The author also says that he once had lunch with Diana’s then-close pals Rosa Monckton and Lucia Flecha de Lima in a bid to learn about the effect these letters would have on princess when she received them.

"When the letters came, they caused excitement and alarm at the same time. Diana was very up and down,” Mrs. Monckton, then managing director of Tiffany’s in London, told Brandreth.

“Something he said might make her cry, something might make her laugh. She very often got the wrong end of the stick, misinterpreting what he meant,” she added.

According to late Mrs. Flecha de Lima, who was wife of the Brazilian ambassador and died in 2017, Diana and her girlfriends would go “through each letter so carefully, thinking about what he said, talking about it, explaining it to her”.

"Then we helped her draft her replies. She took the correspondence very seriously,” Mrs. Monckton revealed.

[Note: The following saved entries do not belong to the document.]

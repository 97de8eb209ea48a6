use bespoke_domain::{FragmentationRequest, FragmentationResult};
use log::{debug, info};
use serde::{Deserialize, Serialize};

use super::{advance, fail, with_retry, StageContext};
use crate::status::Status;
use crate::task::Task;
use crate::wire::WorkerFamily;

/// Fragmenta la molécula padre; un único job.
#[derive(Debug, Clone, PartialEq, Default, Serialize, Deserialize)]
pub struct FragmentationStage {
    pub status: Status,
    pub error: Option<String>,
    pub id: Option<String>,
    pub result: Option<FragmentationResult>,
}

impl FragmentationStage {
    pub(super) async fn enter(&mut self, task: &Task, ctx: &StageContext<'_>) {
        let input = &task.input;
        let request = FragmentationRequest { smiles: input.smiles.clone(),
                                             target_bond_smarts: if input.target_torsion_smirks.is_empty() {
                                                 None
                                             } else {
                                                 Some(input.target_torsion_smirks.clone())
                                             },
                                             engine: input.fragmentation_engine.clone() };
        let body = match serde_json::to_value(&request) {
            Ok(b) => b,
            Err(e) => return fail(&mut self.status, &mut self.error, e.to_string()),
        };

        let client = ctx.client;
        let body = &body;
        match with_retry(ctx.retry.fragmentation, ctx.retry.backoff, "fragmentation.submit", move || {
                  client.submit(WorkerFamily::Fragmentations, body)
              }).await
        {
            Ok(handle) => {
                info!("fragmentation submitted task_id={} job_id={}", task.id, handle.id);
                self.id = Some(handle.id);
            }
            Err(e) => fail(&mut self.status, &mut self.error, e.to_string()),
        }
    }

    pub(super) async fn update(&mut self, ctx: &StageContext<'_>) {
        let Some(id) = self.id.clone() else {
            return fail(&mut self.status, &mut self.error, "fragmentation stage has no job id");
        };
        let client = ctx.client;
        let job = id.as_str();
        let report = match with_retry(ctx.retry.fragmentation, ctx.retry.backoff, "fragmentation.report", move || {
                               client.report(WorkerFamily::Fragmentations, job)
                           }).await
        {
            Ok(r) => r,
            Err(e) => return fail(&mut self.status, &mut self.error, e.to_string()),
        };
        debug!("fragmentation poll job_id={} status={}", id, report.status);

        match report.status {
            Status::Success => {
                let parsed = report.result
                                   .ok_or_else(|| format!("fragmentation job {id} succeeded without a result"))
                                   .and_then(|v| serde_json::from_value::<FragmentationResult>(v).map_err(|e| e.to_string()));
                match parsed {
                    Ok(result) => {
                        self.result = Some(result);
                        self.status = Status::Success;
                    }
                    Err(e) => fail(&mut self.status, &mut self.error, e),
                }
            }
            Status::Errored => {
                let message = report.error.unwrap_or_else(|| format!("fragmentation job {id} failed"));
                fail(&mut self.status, &mut self.error, message)
            }
            other => advance(&mut self.status, other),
        }
    }
}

“Actually, he was pretty wonderful,” she said about late Prince Philip, who passed away on Friday at the age of 99. “All he was trying to do was help. And Diana knew that.”

Brandreth tends to contradict the account of Princess Diana’s butler and close proxy, Paul Burrell, who argued in the past that Diana believed that Prince Philip was “a collaborating architect” in the downfall of her marriage while giving his “blessing” to Prince Charles’ affair with Camilla Parker Bowles.

According to the royal author, however, this just could not be true, and Princess Diana very much trusted her father-in-law and had “great respect and affection” for him.

Once, Brandreth says, the Duke of Edinburgh even reportedly wrote to her: “I cannot imagine anyone in their right mind leaving you for Camilla.”

After Princess Diana gave her scandalous interview to BBC’s Panorama reporter Martin Bashir, famously revealing that “there were three of us in this marriage”, the Queen gave a green light to her divorce from Prince Charles.

They officially ended their marriage in August 1996, with Prince Charles marrying Camilla, Duchess of Cornwall in 2005, almost eight years after Diana tragically died in a car crash in Paris.